On its 1921 premiere in Iași, Bujoreștii was noted by critic D. Razu for its richness of detail, with "every scene [...] a tiny work of drama"; a disadvantage of this was a certain slowness of action, which left actors with fewer lines simply "caged" on the stage. Razu, who noted that both the actors and the public were enjoying the play, suggested that this was mostly because of its sexualized double entendres, concluding: "We're told that Mr Caton Teodorian [sic] [...] wrote his Bujoreștii to poke fun at his public. In this, he succeeded fully." In its second act, this "chronologically imprecise" comedy depicts an awkward confrontation between Fotin and a circle of modernist youths.
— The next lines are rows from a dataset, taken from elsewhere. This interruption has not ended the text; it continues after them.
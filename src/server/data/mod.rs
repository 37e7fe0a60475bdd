//! Database repository layer for all domain entities.
//!
//! Repositories use SeaORM entity models internally and return domain models, so the service
//! and controller layers never see entities. Uniqueness and foreign key constraints live in
//! the schema; repositories surface their violations as `DbErr` and leave categorisation to
//! the services.

pub mod degree;
pub mod department;
pub mod teacher;

#[cfg(test)]
mod test;
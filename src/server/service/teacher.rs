//! Teacher business logic.
//!
//! Besides the uniqueness checks on staff code and email, every write resolves the
//! department abbreviation and degree name it was given into primary keys. A name that does
//! not resolve is a validation failure, so a teacher can never be stored pointing at nothing.

use sea_orm::{DatabaseConnection, DbErr};

use crate::{
    model::validation::Validate,
    server::{
        data::{
            degree::DegreeRepository, department::DepartmentRepository,
            teacher::TeacherRepository,
        },
        error::AppError,
        model::teacher::{
            CreateTeacherParam, Teacher, TeacherKey, TeacherRecord, UpdateTeacherParam,
        },
        service::constraint_conflict,
    },
};

pub struct TeacherService<'a> {
    db: &'a DatabaseConnection,
}

impl<'a> TeacherService<'a> {
    pub fn new(db: &'a DatabaseConnection) -> Self {
        Self { db }
    }

    pub async fn get_all(&self) -> Result<Vec<Teacher>, AppError> {
        Ok(TeacherRepository::new(self.db).get_all().await?)
    }

    /// Gets a teacher by generated id or staff code.
    pub async fn get(&self, key: &TeacherKey) -> Result<Teacher, AppError> {
        let repo = TeacherRepository::new(self.db);

        let teacher = match key {
            TeacherKey::Id(id) => repo.get_by_id(*id).await?,
            TeacherKey::Code(code) => repo.get_by_code(code).await?,
        };

        teacher.ok_or_else(not_found)
    }

    /// Creates a teacher.
    ///
    /// # Returns
    /// - `Ok(Teacher)` - The created teacher
    /// - `Err(AppError::Validation)` - Field rules failed, or the department/degree does not
    ///   exist
    /// - `Err(AppError::Conflict)` - Staff code or email already in use
    pub async fn create(&self, param: CreateTeacherParam) -> Result<Teacher, AppError> {
        param.validate()?;

        let repo = TeacherRepository::new(self.db);

        if repo.exists_with_code(&param.teacher_id).await? {
            return Err(AppError::Conflict(format!(
                "Teacher with teacherId '{}' already exists",
                param.teacher_id
            )));
        }

        if repo.exists_with_email(&param.email, None).await? {
            return Err(email_taken(&param.email));
        }

        let (department_id, degree_id) = self.resolve(&param.department, &param.degree).await?;

        let teacher_id = param.teacher_id;
        let record = TeacherRecord {
            full_name: param.full_name,
            date_of_birth: param.date_of_birth,
            department_id,
            degree_id,
            email: param.email,
            phone_number: param.phone_number,
            join_date: param.join_date,
        };

        let message = format!(
            "Teacher with teacherId '{}' or email '{}' already exists",
            teacher_id, record.email
        );
        let teacher = repo
            .create(teacher_id, record)
            .await
            .map_err(|e| constraint_conflict(e, || message))?;

        tracing::debug!("Created teacher {} ({})", teacher.id, teacher.teacher_id);

        Ok(teacher)
    }

    /// Replaces a teacher's editable fields.
    ///
    /// Department and degree are resolved again even when unchanged. Email uniqueness is
    /// re-checked only when the email changes.
    pub async fn update(&self, param: UpdateTeacherParam) -> Result<Teacher, AppError> {
        let existing = self.get(&param.key).await?;

        param.validate()?;

        let repo = TeacherRepository::new(self.db);

        if existing.email != param.email
            && repo
                .exists_with_email(&param.email, Some(existing.id))
                .await?
        {
            return Err(email_taken(&param.email));
        }

        let (department_id, degree_id) = self.resolve(&param.department, &param.degree).await?;

        let record = TeacherRecord {
            full_name: param.full_name,
            date_of_birth: param.date_of_birth,
            department_id,
            degree_id,
            email: param.email,
            phone_number: param.phone_number,
            join_date: param.join_date,
        };

        let email = record.email.clone();
        repo.update(existing.id, record).await.map_err(|e| match e {
            DbErr::RecordNotFound(_) => not_found(),
            e => constraint_conflict(e, || email_taken_message(&email)),
        })
    }

    /// Deletes a teacher by generated id or staff code.
    pub async fn delete(&self, key: &TeacherKey) -> Result<(), AppError> {
        let existing = self.get(key).await?;

        if !TeacherRepository::new(self.db).delete(existing.id).await? {
            return Err(not_found());
        }

        Ok(())
    }

    /// Resolves a department abbreviation and degree name to their primary keys.
    async fn resolve(&self, department: &str, degree: &str) -> Result<(i32, i32), AppError> {
        let department = DepartmentRepository::new(self.db)
            .find_by_abbreviation(department)
            .await?
            .ok_or_else(|| {
                AppError::Validation(format!("Department '{}' does not exist", department))
            })?;

        let degree = DegreeRepository::new(self.db)
            .find_by_name(degree)
            .await?
            .ok_or_else(|| AppError::Validation(format!("Degree '{}' does not exist", degree)))?;

        Ok((department.id, degree.id))
    }
}

fn not_found() -> AppError {
    AppError::NotFound("Teacher not found".to_string())
}

fn email_taken_message(email: &str) -> String {
    format!("Email '{}' is already in use", email)
}

fn email_taken(email: &str) -> AppError {
    AppError::Conflict(email_taken_message(email))
}
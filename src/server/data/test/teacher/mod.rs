use crate::server::{data::teacher::TeacherRepository, model::teacher::TeacherRecord};
use chrono::NaiveDate;
use sea_orm::DbErr;
use test_utils::{builder::TestBuilder, factory};

mod create;
mod delete;
mod exists;
mod get;
mod update;

fn record(department_id: i32, degree_id: i32, email: &str) -> TeacherRecord {
    TeacherRecord {
        full_name: "Nguyen Van A".to_string(),
        date_of_birth: NaiveDate::from_ymd_opt(1990, 1, 1).unwrap(),
        department_id,
        degree_id,
        email: email.to_string(),
        phone_number: "0912345678".to_string(),
        join_date: NaiveDate::from_ymd_opt(2021, 1, 1).unwrap(),
    }
}
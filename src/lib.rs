//! Faculty registry: degrees, departments and teachers of a university faculty.
//!
//! `model` holds the wire types and field rules shared by both sides. The `server` feature
//! adds the axum + SeaORM backend, the `client` feature a reqwest API client with the
//! form checks and list filters a front end runs before and after talking to it.

pub mod model;

#[cfg(feature = "client")]
pub mod client;

#[cfg(feature = "server")]
pub mod server;
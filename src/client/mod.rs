//! Client side of the registry.
//!
//! - `api` - `FacultyClient`, a reqwest client for every endpoint
//! - `form` - checks a front end runs before submitting, against the lists it already holds
//! - `filter` - search and per-reference counts over loaded lists
//!
//! Nothing here is authoritative. The server re-validates every write.

pub mod api;
pub mod filter;
pub mod form;
pub mod model;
This atemporality, as well as its penchant for "written, not spoken" language, are described by Lovinescu as Theodorian's chief mistakes. He notes that such defects were constant, but even more noticeable, in all of Theodorian's writings for the stage.
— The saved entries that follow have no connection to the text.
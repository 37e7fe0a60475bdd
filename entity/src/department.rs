use sea_orm::entity::prelude::*;

#[derive(Clone, Debug, PartialEq, DeriveEntityModel, Eq)]
#[sea_orm(table_name = "department")]
pub struct Model {
    #[sea_orm(primary_key)]
    pub id: i32,
    pub full_name: String,
    #[sea_orm(unique)]
    pub abbreviation: String,
    pub created_at: DateTimeUtc,
    pub updated_at: DateTimeUtc,
}

#[derive(Copy, Clone, Debug, EnumIter, DeriveRelation)]
pub enum Relation {
    #[sea_orm(has_many = "super::teacher::Entity")]
    Teacher,
}

impl Related<super::teacher::Entity> for Entity {
    fn to() -> RelationDef {
        Relation::Teacher.def()
    }
}

impl ActiveModelBehavior for ActiveModel {}
//! Shared helper utilities for factory methods.

use sea_orm::{DatabaseConnection, DbErr};

/// Counter for generating unique values in tests.
static COUNTER: std::sync::atomic::AtomicU64 = std::sync::atomic::AtomicU64::new(1);

/// Gets the next unique counter value for test data.
///
/// # Returns
/// - `u64` - Next unique counter value
pub fn next_id() -> u64 {
    COUNTER.fetch_add(1, std::sync::atomic::Ordering::SeqCst)
}

/// Creates a teacher together with the department and degree it references.
///
/// All entities are created with default values. Use the individual factories to
/// customize specific fields.
///
/// # Returns
/// - `Ok((department, degree, teacher))` - Tuple of all created entities
/// - `Err(DbErr)` - Database error during creation
pub async fn create_teacher_with_dependencies(
    db: &DatabaseConnection,
) -> Result<
    (
        entity::department::Model,
        entity::degree::Model,
        entity::teacher::Model,
    ),
    DbErr,
> {
    let department = crate::factory::department::create_department(db).await?;
    let degree = crate::factory::degree::create_degree(db).await?;
    let teacher = crate::factory::teacher::create_teacher(db, department.id, degree.id).await?;

    Ok((department, degree, teacher))
}
//! Department factory for creating test department entities.

use crate::factory::helpers::next_id;
use chrono::Utc;
use sea_orm::{ActiveModelTrait, ActiveValue, DatabaseConnection, DbErr};

/// Factory for creating test departments with customizable fields.
///
/// # Example
///
/// ```rust,ignore
/// let department = DepartmentFactory::new(&db)
///     .full_name("Khoa Công nghệ thông tin")
///     .abbreviation("CNTT")
///     .build()
///     .await?;
/// ```
pub struct DepartmentFactory<'a> {
    db: &'a DatabaseConnection,
    full_name: String,
    abbreviation: String,
}

impl<'a> DepartmentFactory<'a> {
    /// Creates a new DepartmentFactory with default values.
    ///
    /// Defaults:
    /// - full_name: `"Department {id}"`
    /// - abbreviation: `"D{id}"`
    pub fn new(db: &'a DatabaseConnection) -> Self {
        let id = next_id();
        Self {
            db,
            full_name: format!("Department {}", id),
            abbreviation: format!("D{}", id),
        }
    }

    pub fn full_name(mut self, full_name: impl Into<String>) -> Self {
        self.full_name = full_name.into();
        self
    }

    pub fn abbreviation(mut self, abbreviation: impl Into<String>) -> Self {
        self.abbreviation = abbreviation.into();
        self
    }

    /// Builds and inserts the department entity into the database.
    ///
    /// # Returns
    /// - `Ok(entity::department::Model)` - Created department entity
    /// - `Err(DbErr)` - Database error during insert
    pub async fn build(self) -> Result<entity::department::Model, DbErr> {
        let now = Utc::now();
        entity::department::ActiveModel {
            id: ActiveValue::NotSet,
            full_name: ActiveValue::Set(self.full_name),
            abbreviation: ActiveValue::Set(self.abbreviation),
            created_at: ActiveValue::Set(now),
            updated_at: ActiveValue::Set(now),
        }
        .insert(self.db)
        .await
    }
}

/// Creates a department with default values.
///
/// Shorthand for `DepartmentFactory::new(db).build().await`.
pub async fn create_department(
    db: &DatabaseConnection,
) -> Result<entity::department::Model, DbErr> {
    DepartmentFactory::new(db).build().await
}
Written on the same structure as Bujoreștii, these works often touch on romantic subjects, particularly so Comedia inimii—in which Amos makes his return; and Greșeala lui Dumnezeu—in which the architect Scutaru is present to fill in the same mediating role. As Călinescu records, Comedia inimii, like Ziua cea din urmă (about an accidental fratricide), is "banal and falsely poetic." The former was partly defended by Liviu Rebreanu, who suggested that the work erred in being "exceedingly perfect as literature", but not workable as drama. He suggested publishing it as a book, and rehashing it in a shortened version for the stage.
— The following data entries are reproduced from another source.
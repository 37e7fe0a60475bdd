use super::*;

/// Tests renaming a department.
///
/// Expected: Ok with new values and a refreshed `updated_at`
#[tokio::test]
async fn updates_department() -> Result<(), DbErr> {
    let mut test = TestBuilder::new().with_faculty_tables().build().await.unwrap();
    let db = test.database().await.unwrap();

    let repo = DepartmentRepository::new(db);
    let created = repo.create(param("Kinh tế", "KT")).await?;

    let updated = repo
        .update(UpdateDepartmentParam {
            id: created.id,
            full_name: "Kinh tế quốc tế".to_string(),
            abbreviation: "KTQT".to_string(),
        })
        .await?;

    assert_eq!(updated.full_name, "Kinh tế quốc tế");
    assert_eq!(updated.abbreviation, "KTQT");
    assert!(updated.updated_at >= created.updated_at);

    Ok(())
}

/// Tests updating a department that does not exist.
///
/// Expected: Err(DbErr::RecordNotFound)
#[tokio::test]
async fn fails_for_missing_department() -> Result<(), DbErr> {
    let mut test = TestBuilder::new().with_faculty_tables().build().await.unwrap();
    let db = test.database().await.unwrap();

    let result = DepartmentRepository::new(db)
        .update(UpdateDepartmentParam {
            id: 42,
            full_name: "Kinh tế".to_string(),
            abbreviation: "KT".to_string(),
        })
        .await;

    assert!(matches!(result, Err(DbErr::RecordNotFound(_))));

    Ok(())
}
use super::*;

/// Tests reading teachers by generated id, by staff code and as a list.
///
/// Expected: Ok with the same teacher from each lookup
#[tokio::test]
async fn gets_teacher_by_id_code_and_list() -> Result<(), DbErr> {
    let mut test = TestBuilder::new().with_faculty_tables().build().await.unwrap();
    let db = test.database().await.unwrap();

    let (department, degree, teacher) = factory::create_teacher_with_dependencies(db).await?;
    let repo = TeacherRepository::new(db);

    let by_id = repo.get_by_id(teacher.id).await?.unwrap();
    let by_code = repo.get_by_code(&teacher.teacher_id).await?.unwrap();
    let all = repo.get_all().await?;

    assert_eq!(by_id, by_code);
    assert_eq!(by_id.department, department.abbreviation);
    assert_eq!(by_id.degree, degree.name);
    assert_eq!(all, vec![by_id]);
    assert!(repo.get_by_code("missing").await?.is_none());

    Ok(())
}

/// Tests that renaming a department shows up on its teachers without rewriting them.
///
/// Expected: Ok with the new abbreviation on the teacher
#[tokio::test]
async fn reflects_department_rename() -> Result<(), DbErr> {
    use crate::server::{
        data::department::DepartmentRepository, model::department::UpdateDepartmentParam,
    };

    let mut test = TestBuilder::new().with_faculty_tables().build().await.unwrap();
    let db = test.database().await.unwrap();

    let (department, _, teacher) = factory::create_teacher_with_dependencies(db).await?;

    DepartmentRepository::new(db)
        .update(UpdateDepartmentParam {
            id: department.id,
            full_name: department.full_name.clone(),
            abbreviation: "RENAMED".to_string(),
        })
        .await?;

    let reloaded = TeacherRepository::new(db).get_by_id(teacher.id).await?.unwrap();
    assert_eq!(reloaded.department, "RENAMED");

    Ok(())
}
//! `SeaORM` Entity definitions for the faculty registry.

pub mod prelude;

pub mod degree;
pub mod department;
pub mod teacher;
use super::*;

/// Tests listing degrees in insertion order.
///
/// Expected: Ok with all degrees ordered by id
#[tokio::test]
async fn returns_degrees_in_insertion_order() -> Result<(), DbErr> {
    let mut test = TestBuilder::new().with_faculty_tables().build().await.unwrap();
    let db = test.database().await.unwrap();

    let first = factory::create_degree(db).await?;
    let second = factory::create_degree(db).await?;

    let degrees = DegreeRepository::new(db).get_all().await?;

    assert_eq!(degrees.len(), 2);
    assert_eq!(degrees[0].id, first.id);
    assert_eq!(degrees[1].id, second.id);

    Ok(())
}

/// Tests listing degrees on an empty table.
///
/// Expected: Ok with empty list
#[tokio::test]
async fn returns_empty_list() -> Result<(), DbErr> {
    let mut test = TestBuilder::new().with_faculty_tables().build().await.unwrap();
    let db = test.database().await.unwrap();

    let degrees = DegreeRepository::new(db).get_all().await?;

    assert!(degrees.is_empty());

    Ok(())
}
Fulda's influence was also detected in Nevestele domnului Pleșu. As Lovinescu notes, this work is less of a drama and more of a farce, but also shows a will for human betterment, personified by the clerk Hristache, triumphant over evil—represented here by the exploitative Stolnici. Călinescu rates the work as a "puerile, substantially vulgar" comedy. Similarly, in Stăpâna, Tecla Breazu cheats on her husband, bailiff Stoica, "on account that she cannot change the boyar blood in her." Meanwhile, the kind and tenacious Stroica fights off the absurd wishes of his father-in-law—the play ends with a marriage of love between his daughter and another commoner. Theodorian's final contribution, Jucării sfărâmate, shows a middle-aged man falling for a much younger woman, who only loves him as a father-figure. The result, Călinescu writes, is a "downright awful comedy" (although, according to Perpessicius, the play was "not done justice").